## Task to carry out
Whatever lines the data contains, output all of them unchanged.

## Data supplied
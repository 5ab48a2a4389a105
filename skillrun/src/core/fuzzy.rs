//! Partial-ratio fuzzy similarity for the skill prefilter.
//!
//! Scores are on a 0..=100 scale. `ratio` is the normalized indel similarity
//! (`200 * lcs / (len_a + len_b)`); `partial_ratio` slides the shorter string
//! across the longer one and keeps the best window, including the partial
//! windows that overhang either end.

pub fn ratio(left: &str, right: &str) -> f64 {
    let left: Vec<char> = left.chars().collect();
    let right: Vec<char> = right.chars().collect();
    ratio_chars(&left, &right)
}

pub fn partial_ratio(left: &str, right: &str) -> f64 {
    let left: Vec<char> = left.chars().collect();
    let right: Vec<char> = right.chars().collect();
    let (short, long) = if left.len() <= right.len() {
        (left, right)
    } else {
        (right, left)
    };
    if short.is_empty() {
        return 0.0;
    }
    let width = short.len();
    let mut best = 0.0f64;
    for len in 1..width {
        best = best
            .max(ratio_chars(&short, &long[..len]))
            .max(ratio_chars(&short, &long[long.len() - len..]));
    }
    for window in long.windows(width) {
        best = best.max(ratio_chars(&short, window));
        if best >= 100.0 {
            break;
        }
    }
    best
}

fn ratio_chars(left: &[char], right: &[char]) -> f64 {
    let total = left.len() + right.len();
    if total == 0 {
        return 100.0;
    }
    let lcs = lcs_len(left, right);
    200.0 * lcs as f64 / total as f64
}

fn lcs_len(left: &[char], right: &[char]) -> usize {
    let mut row = vec![0usize; right.len() + 1];
    for &a in left {
        let mut diagonal = 0;
        for (j, &b) in right.iter().enumerate() {
            let above = row[j + 1];
            row[j + 1] = if a == b {
                diagonal + 1
            } else {
                above.max(row[j])
            };
            diagonal = above;
        }
    }
    row[right.len()]
}

#[cfg(test)]
mod tests {
    use super::*;

    #[test]
    fn identical_strings_score_full() {
        assert_eq!(ratio("skill", "skill"), 100.0);
        assert_eq!(partial_ratio("skill", "skill"), 100.0);
    }

    #[test]
    fn substring_scores_full_partial_ratio() {
        assert_eq!(partial_ratio("inventory", "file inventory helper"), 100.0);
        assert!(ratio("inventory", "file inventory helper") < 100.0);
    }

    #[test]
    fn unrelated_strings_score_low() {
        assert!(partial_ratio("gamma", "alpha-tool handles alpha") < 99.0);
        assert_eq!(partial_ratio("", "anything"), 0.0);
    }

    #[test]
    fn ratio_counts_common_subsequence() {
        // lcs("abcd", "abxd") = 3 => 200 * 3 / 8
        assert_eq!(ratio("abcd", "abxd"), 75.0);
    }

    #[test]
    fn argument_order_does_not_matter() {
        let a = partial_ratio("search keyword", "searcher search by keyword");
        let b = partial_ratio("searcher search by keyword", "search keyword");
        assert_eq!(a, b);
    }
}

## Answer section
repository 5ab48a2a4389a105
filename skillrun/src/core/fuzzy.rs
//! Partial-ratio fuzzy similarity for the skill prefilter.
//!
//! Scores are on a 0..=100 scale. `ratio` is the normalized indel similarity
//! (`200 * lcs / (len_a + len_b)`); `partial_ratio` slides the shorter string
//! across the longer one and keeps the best window, including the partial
//! windows that overhang either end.

pub fn ratio(left: &str, right: &str) -> f64 {
    let left: Vec<char> = left.chars().collect();
    let right: Vec<char> = right.chars().collect();
    ratio_chars(&left, &right)
}

pub fn partial_ratio(left: &str, right: &str) -> f64 {
    let left: Vec<char> = left.chars().collect();
    let right: Vec<char> = right.chars().collect();
    let (short, long) = if left.len() <= right.len() {
        (left, right)
    } else {
        (right, left)
    };
    if short.is_empty() {
        return 0.0;
    }
    let width = short.len();
    let mut best = 0.0f64;
    for len in 1..width {
        best = best
            .max(ratio_chars(&short, &long[..len]))
            .max(ratio_chars(&short, &long[long.len() - len..]));
    }
    for window in long.windows(width) {
        best = best.max(ratio_chars(&short, window));
        if best >= 100.0 {
            break;
        }
    }
    best
}

fn ratio_chars(left: &[char], right: &[char]) -> f64 {
    let total = left.len() + right.len();
    if total == 0 {
        return 100.0;
    }
    let lcs = lcs_len(left, right);
    200.0 * lcs as f64 / total as f64
}

fn lcs_len(left: &[char], right: &[char]) -> usize {
    let mut row = vec![0usize; right.len() + 1];
    for &a in left {
        let mut diagonal = 0;
        for (j, &b) in right.iter().enumerate() {
            let above = row[j + 1];
            row[j + 1] = if a == b {
                diagonal + 1
            } else {
                above.max(row[j])
            };
            diagonal = above;
        }
    }
    row[right.len()]
}

#[cfg(test)]
mod tests {
    use super::*;

    #[test]
    fn identical_strings_score_full() {
        assert_eq!(ratio("skill", "skill"), 100.0);
        assert_eq!(partial_ratio("skill", "skill"), 100.0);
    }

    #[test]
    fn substring_scores_full_partial_ratio() {
        assert_eq!(partial_ratio("inventory", "file inventory helper"), 100.0);
        assert!(ratio("inventory", "file inventory helper") < 100.0);
    }

    #[test]
    fn unrelated_strings_score_low() {
        assert!(partial_ratio("gamma", "alpha-tool handles alpha") < 99.0);
        assert_eq!(partial_ratio("", "anything"), 0.0);
    }

    #[test]
    fn ratio_counts_common_subsequence() {
        // lcs("abcd", "abxd") = 3 => 200 * 3 / 8
        assert_eq!(ratio("abcd", "abxd"), 75.0);
    }

    #[test]
    fn argument_order_does_not_matter() {
        let a = partial_ratio("search keyword", "searcher search by keyword");
        let b = partial_ratio("searcher search by keyword", "search keyword");
        assert_eq!(a, b);
    }
}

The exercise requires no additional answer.